### Problem description
Print out every entry that follows, exactly as written.

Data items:
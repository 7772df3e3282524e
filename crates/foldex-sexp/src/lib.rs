//! # foldex-sexp
//!
//! A small s-expression language for search predicates.
//!
//! ## Features
//!
//! - **Typed atoms**: integers, booleans (`#t`/`#f`), strings, time
//!   literals (`#@<seconds>`) and symbols
//! - **Two calling conventions**: functions receiving evaluated
//!   arguments, and immediate functions receiving raw terms (for
//!   short-circuiting and per-record iteration)
//! - **Scoped registry**: callers add their own vocabulary on top of the
//!   built-ins and may override them
//! - **Abort-and-report**: any function can abort the whole evaluation
//!   with an error that unwinds to the caller
//! - **Reentrant**: all evaluation state lives in a caller-supplied
//!   context, so one evaluator serves concurrent threads
//!
//! ## Example
//!
//! ```ignore
//! use foldex_sexp::{Sexp, SexpResult};
//!
//! let mut sexp: Sexp<u32> = Sexp::new();
//! sexp.add_function(0, "answer", |_, _| Ok(SexpResult::int(42)));
//!
//! let term = sexp.parse("(< 40 (answer))")?;
//! let result = sexp.eval(&mut 0, &term)?;
//! assert_eq!(result.as_bool(), Some(true));
//! ```

#![warn(missing_docs)]
#![warn(clippy::all)]
#![warn(clippy::pedantic)]
#![forbid(unsafe_code)]

mod builtins;
mod encode;
mod error;
pub mod lexer;
mod result;
mod sexp;
mod term;

pub use builtins::{intersect, union};
pub use encode::{encode_bool, encode_string};
pub use error::{Error, Result};
pub use result::{SexpResult, Value};
pub use sexp::{Function, IFunction, MAX_DEPTH, Sexp, Symbol};
pub use term::Term;
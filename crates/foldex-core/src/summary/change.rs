//! Folder change events.

use std::sync::{Arc, Mutex};

use indexmap::IndexSet;
use tracing::trace;

use crate::record::Uid;
use crate::sync::lock;

/// UIDs added, removed and changed in one folder event.
///
/// Recording the same UID several times merges sensibly: a UID removed
/// and then added again is reported as changed, a UID added and then
/// removed disappears from the event altogether.
#[derive(Debug, Clone, Default, PartialEq, Eq)]
pub struct ChangeInfo {
    /// UIDs that appeared.
    pub added: IndexSet<Uid>,
    /// UIDs that disappeared.
    pub removed: IndexSet<Uid>,
    /// UIDs whose record changed.
    pub changed: IndexSet<Uid>,
}

impl ChangeInfo {
    /// Creates an empty change set.
    #[must_use]
    pub fn new() -> Self {
        Self::default()
    }

    /// Records an added UID.
    pub fn add_uid(&mut self, uid: &str) {
        if self.removed.shift_remove(uid) {
            self.changed.insert(uid.to_string());
        } else if !self.added.contains(uid) {
            self.added.insert(uid.to_string());
        }
    }

    /// Records a removed UID.
    pub fn remove_uid(&mut self, uid: &str) {
        self.changed.shift_remove(uid);
        if !self.added.shift_remove(uid) {
            self.removed.insert(uid.to_string());
        }
    }

    /// Records a changed UID.
    pub fn change_uid(&mut self, uid: &str) {
        if !self.added.contains(uid) && !self.removed.contains(uid) {
            self.changed.insert(uid.to_string());
        }
    }

    /// Folds another change set into this one.
    pub fn merge(&mut self, other: &Self) {
        for uid in &other.added {
            self.add_uid(uid);
        }
        for uid in &other.removed {
            self.remove_uid(uid);
        }
        for uid in &other.changed {
            self.change_uid(uid);
        }
    }

    /// Returns true if nothing was recorded.
    #[must_use]
    pub fn is_empty(&self) -> bool {
        self.added.is_empty() && self.removed.is_empty() && self.changed.is_empty()
    }

    /// Added and changed UIDs, the ones whose current record matters.
    pub fn touched(&self) -> impl Iterator<Item = &Uid> {
        self.added.iter().chain(self.changed.iter())
    }
}

/// Callback invoked with each emitted change event.
pub type ChangeCallback = Arc<dyn Fn(&ChangeInfo) + Send + Sync>;

/// Handle identifying a change subscription.
#[derive(Debug, Clone, Copy, PartialEq, Eq, Hash)]
pub struct SubscriptionId(u64);

/// Subscriber list with freeze/thaw batching.
///
/// Callbacks run on the emitting thread after all internal locks have
/// been released, so they may call back into the folder.
#[derive(Default)]
pub struct ChangeNotifier {
    state: Mutex<NotifierState>,
}

#[derive(Default)]
struct NotifierState {
    next_id: u64,
    subscribers: Vec<(SubscriptionId, ChangeCallback)>,
    frozen: u32,
    pending: ChangeInfo,
}

impl ChangeNotifier {
    /// Creates a notifier with no subscribers.
    #[must_use]
    pub fn new() -> Self {
        Self::default()
    }

    /// Registers a callback.
    pub fn subscribe(&self, callback: ChangeCallback) -> SubscriptionId {
        let mut state = lock(&self.state);
        state.next_id += 1;
        let id = SubscriptionId(state.next_id);
        state.subscribers.push((id, callback));
        id
    }

    /// Removes a callback. Returns whether it was registered.
    pub fn unsubscribe(&self, id: SubscriptionId) -> bool {
        let mut state = lock(&self.state);
        let before = state.subscribers.len();
        state.subscribers.retain(|(sid, _)| *sid != id);
        state.subscribers.len() != before
    }

    /// Defers emission until the matching [`ChangeNotifier::thaw`].
    pub fn freeze(&self) {
        lock(&self.state).frozen += 1;
    }

    /// Ends one freeze level, flushing queued changes as a single event
    /// when the last level ends.
    pub fn thaw(&self) {
        let flush = {
            let mut state = lock(&self.state);
            state.frozen = state.frozen.saturating_sub(1);
            if state.frozen == 0 && !state.pending.is_empty() {
                let changes = std::mem::take(&mut state.pending);
                Some((changes, subscribers(&state)))
            } else {
                None
            }
        };

        if let Some((changes, subscribers)) = flush {
            trace!(
                added = changes.added.len(),
                removed = changes.removed.len(),
                changed = changes.changed.len(),
                "flushing frozen changes"
            );
            emit(&subscribers, &changes);
        }
    }

    /// Returns true while frozen.
    #[must_use]
    pub fn is_frozen(&self) -> bool {
        lock(&self.state).frozen > 0
    }

    /// Emits `changes`, or queues them while frozen.
    pub fn notify(&self, changes: ChangeInfo) {
        if changes.is_empty() {
            return;
        }

        let subscribers = {
            let mut state = lock(&self.state);
            if state.frozen > 0 {
                state.pending.merge(&changes);
                return;
            }
            subscribers(&state)
        };

        emit(&subscribers, &changes);
    }
}

fn subscribers(state: &NotifierState) -> Vec<ChangeCallback> {
    state
        .subscribers
        .iter()
        .map(|(_, callback)| Arc::clone(callback))
        .collect()
}

fn emit(subscribers: &[ChangeCallback], changes: &ChangeInfo) {
    for callback in subscribers {
        callback(changes);
    }
}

### Final answer
repository 7772df3e3282524e
filename crates/foldex-sexp/src/lib.rs
//! # foldex-sexp
//!
//! A small s-expression language for search predicates.
//!
//! ## Features
//!
//! - **Typed atoms**: integers, booleans (`#t`/`#f`), strings, time
//!   literals (`#@<seconds>`) and symbols
//! - **Two calling conventions**: functions receiving evaluated
//!   arguments, and immediate functions receiving raw terms (for
//!   short-circuiting and per-record iteration)
//! - **Scoped registry**: callers add their own vocabulary on top of the
//!   built-ins and may override them
//! - **Abort-and-report**: any function can abort the whole evaluation
//!   with an error that unwinds to the caller
//! - **Reentrant**: all evaluation state lives in a caller-supplied
//!   context, so one evaluator serves concurrent threads
//!
//! ## Example
//!
//! ```ignore
//! use foldex_sexp::{Sexp, SexpResult};
//!
//! let mut sexp: Sexp<u32> = Sexp::new();
//! sexp.add_function(0, "answer", |_, _| Ok(SexpResult::int(42)));
//!
//! let term = sexp.parse("(< 40 (answer))")?;
//! let result = sexp.eval(&mut 0, &term)?;
//! assert_eq!(result.as_bool(), Some(true));
//! ```

#![warn(missing_docs)]
#![warn(clippy::all)]
#![warn(clippy::pedantic)]
#![forbid(unsafe_code)]

mod builtins;
mod encode;
mod error;
pub mod lexer;
mod result;
mod sexp;
mod term;

pub use builtins::{intersect, union};
pub use encode::{encode_bool, encode_string};
pub use error::{Error, Result};
pub use result::{SexpResult, Value};
pub use sexp::{Function, IFunction, MAX_DEPTH, Sexp, Symbol};
pub use term::Term;
filename crates/foldex-core/src/summary/change.rs
//! Folder change events.

use std::sync::{Arc, Mutex};

use indexmap::IndexSet;
use tracing::trace;

use crate::record::Uid;
use crate::sync::lock;

/// UIDs added, removed and changed in one folder event.
///
/// Recording the same UID several times merges sensibly: a UID removed
/// and then added again is reported as changed, a UID added and then
/// removed disappears from the event altogether.
#[derive(Debug, Clone, Default, PartialEq, Eq)]
pub struct ChangeInfo {
    /// UIDs that appeared.
    pub added: IndexSet<Uid>,
    /// UIDs that disappeared.
    pub removed: IndexSet<Uid>,
    /// UIDs whose record changed.
    pub changed: IndexSet<Uid>,
}

impl ChangeInfo {
    /// Creates an empty change set.
    #[must_use]
    pub fn new() -> Self {
        Self::default()
    }

    /// Records an added UID.
    pub fn add_uid(&mut self, uid: &str) {
        if self.removed.shift_remove(uid) {
            self.changed.insert(uid.to_string());
        } else if !self.added.contains(uid) {
            self.added.insert(uid.to_string());
        }
    }

    /// Records a removed UID.
    pub fn remove_uid(&mut self, uid: &str) {
        self.changed.shift_remove(uid);
        if !self.added.shift_remove(uid) {
            self.removed.insert(uid.to_string());
        }
    }

    /// Records a changed UID.
    pub fn change_uid(&mut self, uid: &str) {
        if !self.added.contains(uid) && !self.removed.contains(uid) {
            self.changed.insert(uid.to_string());
        }
    }

    /// Folds another change set into this one.
    pub fn merge(&mut self, other: &Self) {
        for uid in &other.added {
            self.add_uid(uid);
        }
        for uid in &other.removed {
            self.remove_uid(uid);
        }
        for uid in &other.changed {
            self.change_uid(uid);
        }
    }

    /// Returns true if nothing was recorded.
    #[must_use]
    pub fn is_empty(&self) -> bool {
        self.added.is_empty() && self.removed.is_empty() && self.changed.is_empty()
    }

    /// Added and changed UIDs, the ones whose current record matters.
    pub fn touched(&self) -> impl Iterator<Item = &Uid> {
        self.added.iter().chain(self.changed.iter())
    }
}

/// Callback invoked with each emitted change event.
pub type ChangeCallback = Arc<dyn Fn(&ChangeInfo) + Send + Sync>;

/// Handle identifying a change subscription.
#[derive(Debug, Clone, Copy, PartialEq, Eq, Hash)]
pub struct SubscriptionId(u64);

/// Subscriber list with freeze/thaw batching.
///
/// Callbacks run on the emitting thread after all internal locks have
/// been released, so they may call back into the folder.
#[derive(Default)]
pub struct ChangeNotifier {
    state: Mutex<NotifierState>,
}

#[derive(Default)]
struct NotifierState {
    next_id: u64,
    subscribers: Vec<(SubscriptionId, ChangeCallback)>,
    frozen: u32,
    pending: ChangeInfo,
}

impl ChangeNotifier {
    /// Creates a notifier with no subscribers.
    #[must_use]
    pub fn new() -> Self {
        Self::default()
    }

    /// Registers a callback.
    pub fn subscribe(&self, callback: ChangeCallback) -> SubscriptionId {
        let mut state = lock(&self.state);
        state.next_id += 1;
        let id = SubscriptionId(state.next_id);
        state.subscribers.push((id, callback));
        id
    }

    /// Removes a callback. Returns whether it was registered.
    pub fn unsubscribe(&self, id: SubscriptionId) -> bool {
        let mut state = lock(&self.state);
        let before = state.subscribers.len();
        state.subscribers.retain(|(sid, _)| *sid != id);
        state.subscribers.len() != before
    }

    /// Defers emission until the matching [`ChangeNotifier::thaw`].
    pub fn freeze(&self) {
        lock(&self.state).frozen += 1;
    }

    /// Ends one freeze level, flushing queued changes as a single event
    /// when the last level ends.
    pub fn thaw(&self) {
        let flush = {
            let mut state = lock(&self.state);
            state.frozen = state.frozen.saturating_sub(1);
            if state.frozen == 0 && !state.pending.is_empty() {
                let changes = std::mem::take(&mut state.pending);
                Some((changes, subscribers(&state)))
            } else {
                None
            }
        };

        if let Some((changes, subscribers)) = flush {
            trace!(
                added = changes.added.len(),
                removed = changes.removed.len(),
                changed = changes.changed.len(),
                "flushing frozen changes"
            );
            emit(&subscribers, &changes);
        }
    }

    /// Returns true while frozen.
    #[must_use]
    pub fn is_frozen(&self) -> bool {
        lock(&self.state).frozen > 0
    }

    /// Emits `changes`, or queues them while frozen.
    pub fn notify(&self, changes: ChangeInfo) {
        if changes.is_empty() {
            return;
        }

        let subscribers = {
            let mut state = lock(&self.state);
            if state.frozen > 0 {
                state.pending.merge(&changes);
                return;
            }
            subscribers(&state)
        };

        emit(&subscribers, &changes);
    }
}

fn subscribers(state: &NotifierState) -> Vec<ChangeCallback> {
    state
        .subscribers
        .iter()
        .map(|(_, callback)| Arc::clone(callback))
        .collect()
}

fn emit(subscribers: &[ChangeCallback], changes: &ChangeInfo) {
    for callback in subscribers {
        callback(changes);
    }
}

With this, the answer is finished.